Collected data
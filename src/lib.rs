#![deny(missing_docs)]
// This Source Code Form is subject to the terms of the Mozilla Public
// License, v. 2.0. If a copy of the MPL was not distributed with this
// file, You can obtain one at http://mozilla.org/MPL/2.0/.

//! Symmetry icon renderer
//!
//! A symmetry icon is the attractor of a polynomial map of the complex
//! plane that commutes with rotation by 2π/n.  Iterating the map from
//! almost any seed traces out a figure with exact n-fold symmetry;
//! after millions of iterations the orbit has visited some pixels far
//! more often than others, and mapping those visitation counts through
//! a color gradient produces the image.
//!
//! The pieces, leaves first:
//!
//! - `SymmetricMap` advances the orbit one step.
//! - `Palette` stretches a few gradient anchors into a color ramp.
//! - `HistogramCanvas` counts visits per pixel and paints the counts
//!   onto a `Framebuffer`.
//! - `RenderLoop` owns all of the above for a single run and advances
//!   it a batch of iterations per `tick()`.
//!
//! `DatasetCatalog` reads named parameter sets from JSON.

extern crate itertools;
extern crate num;

pub mod canvas;
pub mod dataset;
pub mod errors;
pub mod map;
pub mod palette;
pub mod planes;
pub mod render;

pub use canvas::{Framebuffer, HistogramCanvas, RgbBuffer};
pub use dataset::{Dataset, DatasetCatalog};
pub use errors::{ConfigurationError, DatasetError};
pub use map::{MapParameters, SymmetricMap};
pub use palette::{ControlPoint, Palette, Rgb};
pub use render::{RenderLoop, RunConfig, RunState};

▸ **What the exercise asks**: Give a word-for-word copy of the records.

▸ **Solution for this task**:
filename src/lib.rs
#![deny(missing_docs)]
// This Source Code Form is subject to the terms of the Mozilla Public
// License, v. 2.0. If a copy of the MPL was not distributed with this
// file, You can obtain one at http://mozilla.org/MPL/2.0/.

//! Symmetry icon renderer
//!
//! A symmetry icon is the attractor of a polynomial map of the complex
//! plane that commutes with rotation by 2π/n.  Iterating the map from
//! almost any seed traces out a figure with exact n-fold symmetry;
//! after millions of iterations the orbit has visited some pixels far
//! more often than others, and mapping those visitation counts through
//! a color gradient produces the image.
//!
//! The pieces, leaves first:
//!
//! - `SymmetricMap` advances the orbit one step.
//! - `Palette` stretches a few gradient anchors into a color ramp.
//! - `HistogramCanvas` counts visits per pixel and paints the counts
//!   onto a `Framebuffer`.
//! - `RenderLoop` owns all of the above for a single run and advances
//!   it a batch of iterations per `tick()`.
//!
//! `DatasetCatalog` reads named parameter sets from JSON.

extern crate itertools;
extern crate num;

pub mod canvas;
pub mod dataset;
pub mod errors;
pub mod map;
pub mod palette;
pub mod planes;
pub mod render;

pub use canvas::{Framebuffer, HistogramCanvas, RgbBuffer};
pub use dataset::{Dataset, DatasetCatalog};
pub use errors::{ConfigurationError, DatasetError};
pub use map::{MapParameters, SymmetricMap};
pub use palette::{ControlPoint, Palette, Rgb};
pub use render::{RenderLoop, RunConfig, RunState};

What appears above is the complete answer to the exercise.